Amine Boushaki

Personal information
- Native name: أمين ابن البوسحاقي
- National team: Algeria national judo team
- Born: 4 December 1982 (age 43) Thénia, Algeria
- Occupation: Judoka
- Years active: 1988-2000
- Weight: 60 kg (132 lb)

Sport
- Country: Algeria
- Sport: Judo
- Disability: Physical disability
- Club: CMB Thénia; MC Alger;
- Team: Algeria national judo team;

= Amine Boushaki =

Algerian medalist judoka

Amine Iben El Boushaki (أمين ابن البوسحاقي; born 4 December 1982) is an Algerian judoka.

==Early life==
Boushaki was born in 1982 in the town of Thénia within the Col des Beni Aïcha region, in the east of the Khachna Massif and in the south-east of the town of Boumerdès.

==Training==
Amine Boushaki started his sports career in 1988 at the age of 6.

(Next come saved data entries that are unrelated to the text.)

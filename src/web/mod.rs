mod assets;

use std::{
    convert::Infallible,
    net::SocketAddr,
    path::PathBuf,
    sync::{Arc, Mutex},
    time::Duration,
};

use anyhow::Result;
use axum::{
    extract::{Path, State},
    http::{header, StatusCode},
    response::{
        sse::{Event, KeepAlive, Sse},
        Html, IntoResponse, Response,
    },
    routing::{delete, get, post},
    Json, Router,
};
use serde::{Deserialize, Serialize};
use tokio::{net::TcpListener, sync::broadcast};
use tokio_stream::{wrappers::BroadcastStream, Stream, StreamExt};

use crate::{
    catalog::{Catalog, SpeciesRecord},
    filter::{filter_species, FilterCriteria},
    planner::{PlanOutputs, Planner, PlannerError},
    selection::{Selection, SelectionEntry},
    store::{HabitatStore, SavedHabitat},
};

pub struct WebServerConfig {
    pub catalog: Arc<Catalog>,
    pub store_path: PathBuf,
    pub host: String,
    pub port: u16,
}

#[derive(Clone)]
struct AppState {
    catalog: Arc<Catalog>,
    planner: Arc<Mutex<Planner>>,
    broadcaster: broadcast::Sender<String>,
}

pub async fn run(config: WebServerConfig) -> Result<()> {
    let WebServerConfig {
        catalog,
        store_path,
        host,
        port,
    } = config;

    let store = HabitatStore::open(&store_path)?;
    let planner = Planner::new(catalog.clone(), store);
    let (tx, _) = broadcast::channel::<String>(128);

    let state = AppState {
        catalog,
        planner: Arc::new(Mutex::new(planner)),
        broadcaster: tx,
    };

    let router = Router::new()
        .route("/", get(index))
        .route("/styles.css", get(styles))
        .route("/app.js", get(script))
        .route("/api/species", get(list_species))
        .route("/api/species/:name", get(species_detail))
        .route("/api/filter", post(filter_listing))
        .route("/api/requirements", post(requirements))
        .route("/api/habitats", get(list_habitats).post(save_habitat))
        .route("/api/habitats/:id", delete(delete_habitat))
        .route("/api/events", get(stream_events))
        .with_state(state);

    let addr: SocketAddr = format!("{}:{}", host, port).parse()?;
    println!(
        "Habitat planner live at http://{}:{} (Ctrl+C to stop)",
        host, port
    );

    let listener = TcpListener::bind(addr).await?;
    axum::serve(listener, router)
        .with_graceful_shutdown(shutdown_signal())
        .await?;

    Ok(())
}

async fn shutdown_signal() {
    let _ = tokio::signal::ctrl_c().await;
    println!("Shutting down planner...");
}

async fn index() -> Html<&'static str> {
    Html(assets::INDEX_HTML)
}

async fn styles() -> impl IntoResponse {
    (
        [(header::CONTENT_TYPE, "text/css; charset=utf-8")],
        assets::STYLES_CSS,
    )
}

async fn script() -> impl IntoResponse {
    (
        [(header::CONTENT_TYPE, "application/javascript; charset=utf-8")],
        assets::APP_JS,
    )
}

#[derive(Serialize)]
struct SpeciesSummary {
    name: String,
    latin: String,
    iucn: &'static str,
    species_appeal: f64,
    life_expectancy: f64,
}

impl SpeciesSummary {
    fn from_record(record: &SpeciesRecord) -> Self {
        Self {
            name: record.name.clone(),
            latin: record.latin.clone(),
            iucn: record.iucn.label(),
            species_appeal: record.species_appeal,
            life_expectancy: record.breeding.life_expectancy,
        }
    }
}

async fn list_species(State(state): State<AppState>) -> Json<Vec<SpeciesSummary>> {
    let listing = filter_species(&FilterCriteria::default(), &state.catalog)
        .into_iter()
        .map(SpeciesSummary::from_record)
        .collect();
    Json(listing)
}

async fn species_detail(State(state): State<AppState>, Path(name): Path<String>) -> Response {
    match state.catalog.get(&name) {
        Some(record) => Json(record.clone()).into_response(),
        None => (StatusCode::NOT_FOUND, format!("unknown species '{name}'")).into_response(),
    }
}

async fn filter_listing(
    State(state): State<AppState>,
    Json(criteria): Json<FilterCriteria>,
) -> Json<Vec<SpeciesSummary>> {
    let listing = filter_species(&criteria, &state.catalog)
        .into_iter()
        .map(SpeciesSummary::from_record)
        .collect();
    Json(listing)
}

/// The core contract: a selection in, the envelope and notes out. Stateless;
/// the browser calls this on every edit.
async fn requirements(
    State(state): State<AppState>,
    Json(entries): Json<Vec<SelectionEntry>>,
) -> Json<PlanOutputs> {
    let selection = Selection::from_entries(entries);
    Json(PlanOutputs::compute(&state.catalog, &selection))
}

async fn list_habitats(State(state): State<AppState>) -> Json<Vec<SavedHabitat>> {
    let planner = state.planner.lock().expect("planner lock poisoned");
    Json(planner.store().habitats().to_vec())
}

#[derive(Deserialize)]
struct SaveRequest {
    #[serde(default)]
    id: Option<String>,
    #[serde(default)]
    name: String,
    animals: Vec<SelectionEntry>,
}

async fn save_habitat(State(state): State<AppState>, Json(request): Json<SaveRequest>) -> Response {
    let saved = {
        let mut planner = state.planner.lock().expect("planner lock poisoned");
        apply_and_save(&mut planner, request)
    };
    match saved {
        Ok(habitat) => {
            broadcast_change(&state, "saved", &habitat.id);
            Json(habitat).into_response()
        }
        Err(err) => planner_error_response(err),
    }
}

async fn delete_habitat(State(state): State<AppState>, Path(id): Path<String>) -> Response {
    let result = {
        let mut planner = state.planner.lock().expect("planner lock poisoned");
        // The browser's confirm dialog is the explicit confirmation step.
        planner
            .request_delete(&id)
            .map(|_| ())
            .and_then(|()| planner.confirm_delete())
    };
    match result {
        Ok(()) => {
            broadcast_change(&state, "deleted", &id);
            StatusCode::NO_CONTENT.into_response()
        }
        Err(err) => planner_error_response(err),
    }
}

/// Runs one full edit session under the planner's lifecycle rules: open,
/// replace the selection, save. Unknown species are skipped, never fatal.
fn apply_and_save(
    planner: &mut Planner,
    request: SaveRequest,
) -> Result<SavedHabitat, PlannerError> {
    match &request.id {
        Some(id) => planner.edit(id)?,
        None => planner.start_new()?,
    }
    let result = apply_entries(planner, &request.name, &request.animals);
    if result.is_err() {
        let _ = planner.cancel();
    }
    result
}

fn apply_entries(
    planner: &mut Planner,
    name: &str,
    animals: &[SelectionEntry],
) -> Result<SavedHabitat, PlannerError> {
    planner.rename(name)?;
    let existing: Vec<String> = planner
        .selection()
        .map(|selection| {
            selection
                .entries()
                .iter()
                .map(|entry| entry.species.clone())
                .collect()
        })
        .unwrap_or_default();
    for species in existing {
        planner.remove_species(&species)?;
    }
    for entry in animals {
        match planner.add_species(&entry.species) {
            Ok(_) => {
                planner.set_counts(&entry.species, entry.males, entry.females, entry.juveniles)?;
                planner.set_food_grade(&entry.species, entry.food_grade)?;
            }
            Err(PlannerError::UnknownSpecies(_)) | Err(PlannerError::DuplicateSpecies(_)) => {
                continue;
            }
            Err(err) => return Err(err),
        }
    }
    planner.save()
}

fn planner_error_response(err: PlannerError) -> Response {
    let status = match &err {
        PlannerError::UnknownHabitat(_) | PlannerError::UnknownSpecies(_) => StatusCode::NOT_FOUND,
        PlannerError::AlreadyEditing | PlannerError::DuplicateSpecies(_) => StatusCode::CONFLICT,
        PlannerError::NotEditing | PlannerError::NoPendingDelete => StatusCode::BAD_REQUEST,
        PlannerError::Store(_) => StatusCode::INTERNAL_SERVER_ERROR,
    };
    (status, err.to_string()).into_response()
}

#[derive(Serialize)]
struct ChangeEvent<'a> {
    event: &'a str,
    id: &'a str,
}

fn broadcast_change(state: &AppState, event: &str, id: &str) {
    if let Ok(payload) = serde_json::to_string(&ChangeEvent { event, id }) {
        let _ = state.broadcaster.send(payload);
    }
}

async fn stream_events(
    State(state): State<AppState>,
) -> Sse<impl Stream<Item = Result<Event, Infallible>>> {
    let rx = state.broadcaster.subscribe();
    let stream = BroadcastStream::new(rx).filter_map(|msg| match msg {
        Ok(payload) => Some(Ok(Event::default().data(payload))),
        Err(_) => None,
    });
    Sse::new(stream).keep_alive(
        KeepAlive::new()
            .interval(Duration::from_secs(2))
            .text("keep-alive"),
    )
}
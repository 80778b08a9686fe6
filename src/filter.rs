//! Zoopedia filtering. Criteria are one immutable value threaded through a
//! pure function; event handlers build a new value instead of mutating
//! shared state.

use std::cmp::Ordering;

use serde::{Deserialize, Serialize};

use crate::catalog::{AnimalType, Catalog, ConservationStatus, SpeciesRecord};

#[derive(Debug, Clone, Copy, PartialEq, Eq, Serialize, Deserialize)]
#[serde(rename_all = "snake_case")]
pub enum TaxonomyLevel {
    Class,
    Order,
    Family,
    Genus,
}

impl TaxonomyLevel {
    pub const ALL: [TaxonomyLevel; 4] = [
        TaxonomyLevel::Class,
        TaxonomyLevel::Order,
        TaxonomyLevel::Family,
        TaxonomyLevel::Genus,
    ];

    /// Each level maps explicitly to its accessor; there is no dynamic
    /// field-name dispatch anywhere in the filter path.
    pub fn value(self, record: &SpeciesRecord) -> &str {
        match self {
            TaxonomyLevel::Class => &record.taxonomy.class,
            TaxonomyLevel::Order => &record.taxonomy.order,
            TaxonomyLevel::Family => &record.taxonomy.family,
            TaxonomyLevel::Genus => &record.taxonomy.genus,
        }
    }
}

/// An optional constraint per taxonomy level; `None` means "all".
#[derive(Debug, Clone, Default, PartialEq, Serialize, Deserialize)]
#[serde(default)]
pub struct TaxonomyFilter {
    pub class: Option<String>,
    pub order: Option<String>,
    pub family: Option<String>,
    pub genus: Option<String>,
}

impl TaxonomyFilter {
    fn constraint(&self, level: TaxonomyLevel) -> Option<&str> {
        match level {
            TaxonomyLevel::Class => self.class.as_deref(),
            TaxonomyLevel::Order => self.order.as_deref(),
            TaxonomyLevel::Family => self.family.as_deref(),
            TaxonomyLevel::Genus => self.genus.as_deref(),
        }
    }

    fn matches(&self, record: &SpeciesRecord) -> bool {
        TaxonomyLevel::ALL.iter().all(|level| {
            self.constraint(*level)
                .map_or(true, |wanted| level.value(record) == wanted)
        })
    }
}

#[derive(Debug, Clone, Copy, Default, PartialEq, Eq, Serialize, Deserialize)]
#[serde(rename_all = "snake_case")]
pub enum SwimmingFilter {
    #[default]
    Any,
    CannotSwim,
    WadesOnly,
    CanSwim,
    CanDive,
}

impl SwimmingFilter {
    fn matches(self, record: &SpeciesRecord) -> bool {
        match self {
            SwimmingFilter::Any => true,
            SwimmingFilter::CannotSwim => {
                !record.can_wade && !record.can_swim && !record.can_dive
            }
            SwimmingFilter::WadesOnly => {
                record.can_wade && !record.can_swim && !record.can_dive
            }
            SwimmingFilter::CanSwim => record.can_swim,
            SwimmingFilter::CanDive => record.can_dive,
        }
    }
}

#[derive(Debug, Clone, Copy, Default, PartialEq, Eq, Serialize, Deserialize)]
#[serde(rename_all = "snake_case")]
pub enum SortKey {
    #[default]
    Name,
    Appeal,
    FoodCost,
    LifeExpectancy,
}

/// Every active criterion must pass for a species to be listed. Empty lists
/// and `None` values mean "no constraint".
#[derive(Debug, Clone, Default, PartialEq, Serialize, Deserialize)]
#[serde(default)]
pub struct FilterCriteria {
    pub animal_type: Option<AnimalType>,
    pub dlcs: Vec<String>,
    /// A species must carry every selected continent.
    pub continents: Vec<String>,
    /// A species must carry every selected biome.
    pub biomes: Vec<String>,
    pub statuses: Vec<ConservationStatus>,
    /// Ceiling filters: the requirement must be present, non-zero and at or
    /// below the given value.
    pub max_barrier_grade: Option<u8>,
    pub max_barrier_height: Option<f64>,
    pub max_land_area: Option<f64>,
    pub max_water_area: Option<f64>,
    /// Point-in-band filters: the given value must fall inside the species'
    /// range.
    pub temperature_at: Option<f64>,
    pub plant_coverage_at: Option<f64>,
    pub predator: Option<bool>,
    pub burrower: Option<bool>,
    pub guests_enter: Option<bool>,
    pub guests_interact: Option<bool>,
    pub swimming: SwimmingFilter,
    pub taxonomy: TaxonomyFilter,
    pub sort: SortKey,
    pub descending: bool,
}

impl FilterCriteria {
    fn matches(&self, record: &SpeciesRecord) -> bool {
        if let Some(animal_type) = self.animal_type {
            if record.animal_type != animal_type {
                return false;
            }
        }
        if !self.dlcs.is_empty()
            && !record.dlc.iter().any(|tag| self.dlcs.contains(&tag.name))
        {
            return false;
        }
        if !self
            .continents
            .iter()
            .all(|wanted| record.continents.iter().any(|tag| &tag.name == wanted))
        {
            return false;
        }
        if !self
            .biomes
            .iter()
            .all(|wanted| record.biomes.iter().any(|tag| &tag.name == wanted))
        {
            return false;
        }
        if !self.statuses.is_empty() && !self.statuses.contains(&record.iucn) {
            return false;
        }

        if let Some(ceiling) = self.max_barrier_grade {
            if record.barrier.grade == 0 || record.barrier.grade > ceiling {
                return false;
            }
        }
        if let Some(ceiling) = self.max_barrier_height {
            if record.barrier.height == 0.0 || record.barrier.height > ceiling {
                return false;
            }
        }
        if let Some(ceiling) = self.max_land_area {
            if record.land.minimum == 0.0 || record.land.minimum > ceiling {
                return false;
            }
        }
        if let Some(ceiling) = self.max_water_area {
            if record.water.minimum == 0.0 || record.water.minimum > ceiling {
                return false;
            }
        }

        if let Some(value) = self.temperature_at {
            if value < record.temperature.min || value > record.temperature.max {
                return false;
            }
        }
        if let Some(value) = self.plant_coverage_at {
            if value < record.plant_coverage.min || value > record.plant_coverage.max {
                return false;
            }
        }

        if let Some(wanted) = self.predator {
            if record.social.predator != wanted {
                return false;
            }
        }
        if let Some(wanted) = self.burrower {
            if record.social.burrower != wanted {
                return false;
            }
        }
        if let Some(wanted) = self.guests_enter {
            if record.guests_enter != wanted {
                return false;
            }
        }
        if let Some(wanted) = self.guests_interact {
            if record.guests_interact != wanted {
                return false;
            }
        }

        self.swimming.matches(record) && self.taxonomy.matches(record)
    }
}

/// Applies every criterion conjunctively, then sorts the survivors. Name is
/// always the final tiebreak so the listing is stable.
pub fn filter_species<'a>(
    criteria: &FilterCriteria,
    catalog: &'a Catalog,
) -> Vec<&'a SpeciesRecord> {
    let mut matches: Vec<&SpeciesRecord> = catalog
        .iter()
        .filter(|record| criteria.matches(record))
        .collect();

    matches.sort_by(|a, b| {
        let ordering = match criteria.sort {
            SortKey::Name => a.name.cmp(&b.name),
            SortKey::Appeal => compare_f64(a.species_appeal, b.species_appeal),
            SortKey::FoodCost => compare_f64(a.food.grade1.adult, b.food.grade1.adult),
            SortKey::LifeExpectancy => {
                compare_f64(a.breeding.life_expectancy, b.breeding.life_expectancy)
            }
        };
        let ordering = if criteria.descending {
            ordering.reverse()
        } else {
            ordering
        };
        ordering.then_with(|| a.name.cmp(&b.name))
    });

    matches
}

/// Distinct values for one taxonomy level among species matching the levels
/// above it. Drives cascading selectors: a level's options never depend on
/// its own or lower selections.
pub fn taxonomy_values(
    catalog: &Catalog,
    level: TaxonomyLevel,
    filter: &TaxonomyFilter,
) -> Vec<String> {
    let higher = TaxonomyFilter {
        class: filter.class.clone(),
        order: (level == TaxonomyLevel::Family || level == TaxonomyLevel::Genus)
            .then(|| filter.order.clone())
            .flatten(),
        family: (level == TaxonomyLevel::Genus)
            .then(|| filter.family.clone())
            .flatten(),
        genus: None,
    };
    let higher = match level {
        TaxonomyLevel::Class => TaxonomyFilter::default(),
        _ => higher,
    };

    let mut values: Vec<String> = catalog
        .iter()
        .filter(|record| higher.matches(record))
        .map(|record| level.value(record).to_string())
        .filter(|value| !value.is_empty())
        .collect();
    values.sort();
    values.dedup();
    values
}

fn compare_f64(a: f64, b: f64) -> Ordering {
    a.partial_cmp(&b).unwrap_or(Ordering::Equal)
}

#[cfg(test)]
mod tests {
    use super::*;

    #[test]
    fn default_criteria_have_no_constraints() {
        let criteria = FilterCriteria::default();
        assert!(criteria.animal_type.is_none());
        assert!(criteria.continents.is_empty());
        assert_eq!(criteria.swimming, SwimmingFilter::Any);
        assert_eq!(criteria.sort, SortKey::Name);
    }

    #[test]
    fn criteria_deserialize_with_partial_fields() {
        let criteria: FilterCriteria =
            serde_json::from_str(r#"{"predator": true, "sort": "appeal"}"#).unwrap();
        assert_eq!(criteria.predator, Some(true));
        assert_eq!(criteria.sort, SortKey::Appeal);
        assert!(!criteria.descending);
    }
}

His initial training in judo took place in the Saïd Bahria indoor training hall located in the center of Thénia.

==Teams==

Boushaki started his judo training in a continuous manner within the CMB Thénia (CMBT) in 1988, which was the primary school in which he enrolled in his early childhood.

He moved gradually in the sporting classes in the CMBT, starting from the Under-18 athletics, then Under-20 athletics to join Under-23 athletics of judo.

He was influenced by his first coach, Salah Abbad, who had an important role in developing the judo branch for the CMBT since 1977.

After his distinction as a wrestler, Boushaki moved afterwards during the year 1994 to the ranks of the MC Algiers team in the capital, to spend a period of seven years until the day of his forced retirement.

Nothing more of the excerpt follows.